Segment Start: Input
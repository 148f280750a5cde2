use std::path::{Path, PathBuf};

use annotator_engine::{Annotator, EngineError};
use pretty_assertions::assert_eq;
use serde_json::Value;

use super::analyzer::{
    config, error, field_fix, method_fix, method_info, offset_of, parameter_fix, Reports, ScriptedAnalyzer, Workspace, NO_FIX, TARGET_BUILD,
};

const CLASS: &str = "demo.Box";
const M: &str = "m(java.lang.Object)";

const BOX: &str = r#"package demo;

public class Box {
    Object get() {
        return null;
    }

    void run() {
        m(null);
    }

    void m(Object p) {
        p.toString();
        p.hashCode();
    }

    void use() {
        Object o = null;
        o.toString();
    }
}
"#;

fn source_path(root: &Path) -> PathBuf {
    root.join("src/demo/Box.java")
}

fn write_source(root: &Path) -> PathBuf {
    let path = source_path(root);
    std::fs::create_dir_all(path.parent().unwrap()).unwrap();
    std::fs::write(&path, BOX).unwrap();
    path
}

/// Annotating `get()` silences its return error. Annotating `m`'s parameter
/// silences the call in `run()` but surfaces two dereferences inside `m`.
/// The dereference in `use()` has no fix at all.
fn box_rules(workspace: &Workspace<'_>) -> Reports {
    let text = workspace.read("src/demo/Box.java");
    let path = source_path(workspace.root);
    let mut errors = Vec::new();
    if !text.contains("@Nullable Object get()") {
        errors.push(error(
            "RETURN_NULLABLE",
            "returning @Nullable expression from method with @NonNull return type",
            (CLASS, "get()"),
            offset_of(&text, "return null"),
            &path,
            &method_fix(CLASS, "get()", &path),
        ));
    }
    if text.contains("m(@Nullable Object p)") {
        for offset in [offset_of(&text, "p.toString()"), offset_of(&text, "p.hashCode()")] {
            errors.push(error(
                "DEREFERENCE_NULLABLE",
                "dereferenced expression p is @Nullable",
                (CLASS, M),
                offset,
                &path,
                NO_FIX,
            ));
        }
    } else {
        errors.push(error(
            "PASS_NULLABLE",
            "passing @Nullable parameter 'null' where @NonNull is required",
            (CLASS, "run()"),
            offset_of(&text, "m(null)"),
            &path,
            &parameter_fix(CLASS, M, 0, &path),
        ));
    }
    errors.push(error(
        "DEREFERENCE_NULLABLE",
        "dereferenced expression o is @Nullable",
        (CLASS, "use()"),
        offset_of(&text, "o.toString()"),
        &path,
        NO_FIX,
    ));

    Reports {
        errors,
        methods: vec![
            method_info(0, CLASS, "get()", 0, true, &path),
            method_info(1, CLASS, "run()", 0, false, &path),
            method_info(2, CLASS, M, 1, false, &path),
            method_info(3, CLASS, "use()", 0, false, &path),
        ],
        calls: vec![format!("{CLASS}\trun()\t{M}\t{CLASS}")],
        class_info: vec![format!("{CLASS}\t{}", path.display())],
        ..Reports::default()
    }
}

fn read_reports(root: &Path) -> Vec<Value> {
    let text = std::fs::read_to_string(root.join("out/reports.json")).unwrap();
    let value: Value = serde_json::from_str(&text).unwrap();
    value["REPORTS"].as_array().unwrap().clone()
}

#[test]
fn keeps_fixes_that_reduce_errors_and_rejects_the_rest() {
    let dir = tempfile::tempdir().unwrap();
    let root = dir.path();
    let path = write_source(root);
    let (analyzer, runner) = ScriptedAnalyzer::new(root, box_rules).into_runner();

    let mut annotator = Annotator::new(config(root), runner, root).unwrap();
    let summary = annotator.run().unwrap();

    let source = std::fs::read_to_string(&path).unwrap();
    assert!(source.contains("@Nullable Object get()"));
    assert!(source.contains("void m(Object p)"));
    assert!(source.contains("import javax.annotation.Nullable;"));
    assert_eq!(summary.applied.len(), 1);

    let reports = read_reports(root);
    assert_eq!(reports.len(), 2);
    assert_eq!(reports[0]["location"]["kind"], "PARAMETER");
    assert_eq!(reports[0]["OVERALL EFFECT"], 1);
    assert_eq!(reports[1]["location"]["kind"], "METHOD");
    assert_eq!(reports[1]["OVERALL EFFECT"], -1);
    assert_eq!(reports[1]["LOCAL EFFECT"], -1);

    // Baseline, one batch, the rebuild after injection. The parameter's second
    // evaluation is served from the cache.
    assert_eq!(analyzer.builds(), vec![TARGET_BUILD; 3]);
    assert_eq!(summary.log.rounds.len(), 2);
    assert_eq!(summary.log.cache_hits, 1);
    let log = std::fs::read_to_string(root.join("out/log.txt")).unwrap();
    assert!(log.starts_with("round 1: nodes=2 batches=1 approved=1 builds=2"));
}

#[test]
fn errors_without_fixes_are_reported_unfixable() {
    let dir = tempfile::tempdir().unwrap();
    let root = dir.path();
    write_source(root);
    let (_, runner) = ScriptedAnalyzer::new(root, box_rules).into_runner();

    let summary = Annotator::new(config(root), runner, root).unwrap().run().unwrap();

    assert_eq!(summary.unfixable, 1);
    assert!(summary
        .reports
        .iter()
        .all(|report| report.root.location.method_signature() != Some("use()")));
    let unfixable = std::fs::read_to_string(root.join("out/unfixable.tsv")).unwrap();
    let rows: Vec<&str> = unfixable.lines().skip(1).collect();
    assert_eq!(rows.len(), 1);
    // Offsets are reported against the sources before any injection.
    let expected = format!(
        "DEREFERENCE_NULLABLE\tdereferenced expression o is @Nullable\tdemo.Box\tuse()\t{}\t",
        offset_of(BOX, "o.toString()")
    );
    assert!(rows[0].starts_with(&expected), "{}", rows[0]);
}

#[test]
fn a_single_round_when_the_outer_loop_is_disabled() {
    let dir = tempfile::tempdir().unwrap();
    let root = dir.path();
    write_source(root);
    let (analyzer, runner) = ScriptedAnalyzer::new(root, box_rules).into_runner();
    let mut config = config(root);
    config.disable_outer_loop = true;
    config.use_cache = false;

    let summary = Annotator::new(config, runner, root).unwrap().run().unwrap();

    assert_eq!(summary.log.rounds.len(), 1);
    assert_eq!(summary.log.cache_hits, 0);
    assert_eq!(analyzer.builds().len(), 3);
}

#[test]
fn failed_builds_without_reports_abort_the_run() {
    let dir = tempfile::tempdir().unwrap();
    let root = dir.path();
    write_source(root);
    let (_, runner) = ScriptedAnalyzer::new(root, box_rules).failing().into_runner();

    let err = Annotator::new(config(root), runner, root).unwrap().run().unwrap_err();
    assert!(matches!(err, EngineError::Build(_)), "{err}");
    assert_eq!(std::fs::read_to_string(source_path(root)).unwrap(), BOX);
}

#[test]
fn invalid_configs_are_rejected_up_front() {
    let dir = tempfile::tempdir().unwrap();
    let (_, runner) = ScriptedAnalyzer::new(dir.path(), box_rules).into_runner();
    let mut config = config(dir.path());
    config.serialization_version = 2;
    assert!(matches!(
        Annotator::new(config, runner, dir.path()),
        Err(EngineError::Config(_))
    ));
}

const INIT: &str = r#"package demo;

public class Service {
    Object client;
    Object cache;

    void setUp() {
        client = new Object();
        cache = new Object();
    }
}
"#;

#[test]
fn infers_initializer_methods_before_the_main_loop() {
    let dir = tempfile::tempdir().unwrap();
    let root = dir.path();
    let path = root.join("src/demo/Service.java");
    std::fs::create_dir_all(path.parent().unwrap()).unwrap();
    std::fs::write(&path, INIT).unwrap();

    let rule_path = path.clone();
    let (_, runner) = ScriptedAnalyzer::new(root, move |workspace| {
        let text = workspace.read("src/demo/Service.java");
        let path = &rule_path;
        let mut errors = Vec::new();
        if !text.contains("@Initializer") {
            for field in ["client", "cache"] {
                errors.push(error(
                    "FIELD_NO_INIT",
                    &format!("@NonNull field {field} not initialized"),
                    ("demo.Service", "null"),
                    offset_of(&text, &format!("Object {field};")),
                    path,
                    &field_fix("demo.Service", field, path),
                ));
            }
        }
        Reports {
            errors,
            class_info: vec![format!("demo.Service\t{}", path.display())],
            field_init: ["client", "cache"]
                .iter()
                .map(|field| format!("METHOD\tdemo.Service\tsetUp()\t{field}\t0\t{}", path.display()))
                .collect(),
            ..Reports::default()
        }
    })
    .into_runner();
    let mut config = config(root);
    config.infer_initializers = true;

    let summary = Annotator::new(config, runner, root).unwrap().run().unwrap();

    assert_eq!(summary.log.initializers, 1);
    let source = std::fs::read_to_string(&path).unwrap();
    assert!(source.contains("@Initializer void setUp()"));
    assert!(source.contains("import com.uber.nullaway.annotations.Initializer;"));
    assert_eq!(summary.unfixable, 0);
}

const CHAIN: &str = r#"package demo;

public class Chain {
    Object a() {
        return null;
    }

    Object b() {
        return a();
    }
}
"#;

/// Annotating `a()` moves its error into `b()`, whose own fix only shows up
/// once `a()` is annotated. Both together clear the class.
fn chain_rules(workspace: &Workspace<'_>) -> Reports {
    let text = workspace.read("src/demo/Chain.java");
    let path = workspace.root.join("src/demo/Chain.java");
    let mut errors = Vec::new();
    let a_nullable = text.contains("@Nullable Object a()");
    if !a_nullable {
        errors.push(error(
            "RETURN_NULLABLE",
            "returning @Nullable expression from method with @NonNull return type",
            ("demo.Chain", "a()"),
            offset_of(&text, "return null"),
            &path,
            &method_fix("demo.Chain", "a()", &path),
        ));
    } else if !text.contains("@Nullable Object b()") {
        errors.push(error(
            "RETURN_NULLABLE",
            "returning @Nullable expression from method with @NonNull return type",
            ("demo.Chain", "b()"),
            offset_of(&text, "return a()"),
            &path,
            &method_fix("demo.Chain", "b()", &path),
        ));
    }
    Reports {
        errors,
        methods: vec![
            method_info(0, "demo.Chain", "a()", 0, true, &path),
            method_info(1, "demo.Chain", "b()", 0, true, &path),
        ],
        calls: vec!["demo.Chain\tb()\ta()\tdemo.Chain".to_string()],
        class_info: vec![format!("demo.Chain\t{}", path.display())],
        ..Reports::default()
    }
}

fn run_chain(configure: impl FnOnce(&mut annotator_config::AnnotatorConfig)) -> (tempfile::TempDir, Vec<String>, Value) {
    let dir = tempfile::tempdir().unwrap();
    let root = dir.path();
    let path = root.join("src/demo/Chain.java");
    std::fs::create_dir_all(path.parent().unwrap()).unwrap();
    std::fs::write(&path, CHAIN).unwrap();
    let (analyzer, runner) = ScriptedAnalyzer::new(root, chain_rules).into_runner();
    let mut config = config(root);
    configure(&mut config);

    Annotator::new(config, runner, root).unwrap().run().unwrap();

    let reports = read_reports(root);
    assert_eq!(reports.len(), 1);
    (dir, analyzer.builds(), reports[0].clone())
}

fn chain_source(dir: &tempfile::TempDir) -> String {
    std::fs::read_to_string(dir.path().join("src/demo/Chain.java")).unwrap()
}

#[test]
fn triggered_fixes_are_chained_into_the_tree() {
    let (dir, builds, report) = run_chain(|config| {
        config.chain = true;
        config.depth = 2;
        config.bailout = false;
    });

    let source = chain_source(&dir);
    assert!(source.contains("@Nullable Object a()"), "{source}");
    assert!(source.contains("@Nullable Object b()"), "{source}");
    assert_eq!(report["LOCAL EFFECT"], -1);
    assert_eq!(report["FINISHED"], true);
    let tree = report["TREE"].as_array().unwrap();
    assert_eq!(tree.len(), 1);
    assert_eq!(tree[0]["location"]["method"], "b()");
    // Baseline, two chained passes, the rebuild after injection.
    assert_eq!(builds.len(), 4);
}

#[test]
fn without_chaining_the_moved_error_cancels_the_gain() {
    let (dir, builds, report) = run_chain(|_| {});

    assert_eq!(chain_source(&dir), CHAIN);
    assert_eq!(report["LOCAL EFFECT"], 0);
    assert_eq!(report["TREE"].as_array().unwrap().len(), 0);
    assert_eq!(builds.len(), 2);
}

#[test]
fn a_depth_of_one_stops_before_the_triggered_fix() {
    let (dir, builds, report) = run_chain(|config| {
        config.chain = true;
        config.depth = 1;
        config.bailout = false;
    });

    assert_eq!(chain_source(&dir), CHAIN);
    assert_eq!(report["LOCAL EFFECT"], 0);
    assert_eq!(report["FINISHED"], false);
    assert_eq!(builds.len(), 2);
}

#[test]
fn bailout_drops_nodes_that_did_not_reduce_errors() {
    let (dir, builds, report) = run_chain(|config| {
        config.chain = true;
        config.depth = 5;
        config.bailout = true;
    });

    assert_eq!(chain_source(&dir), CHAIN);
    assert_eq!(report["LOCAL EFFECT"], 0);
    assert_eq!(report["OVERALL EFFECT"], 0);
    // The triggered fix on `b()` was found but never explored.
    assert_eq!(report["FINISHED"], false);
    assert_eq!(builds.len(), 2);
}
Segment End: Input
Work instruction:
Your answer should be a single number: the count of lines in the entries that contain the word "EngineError".

Your solution:
3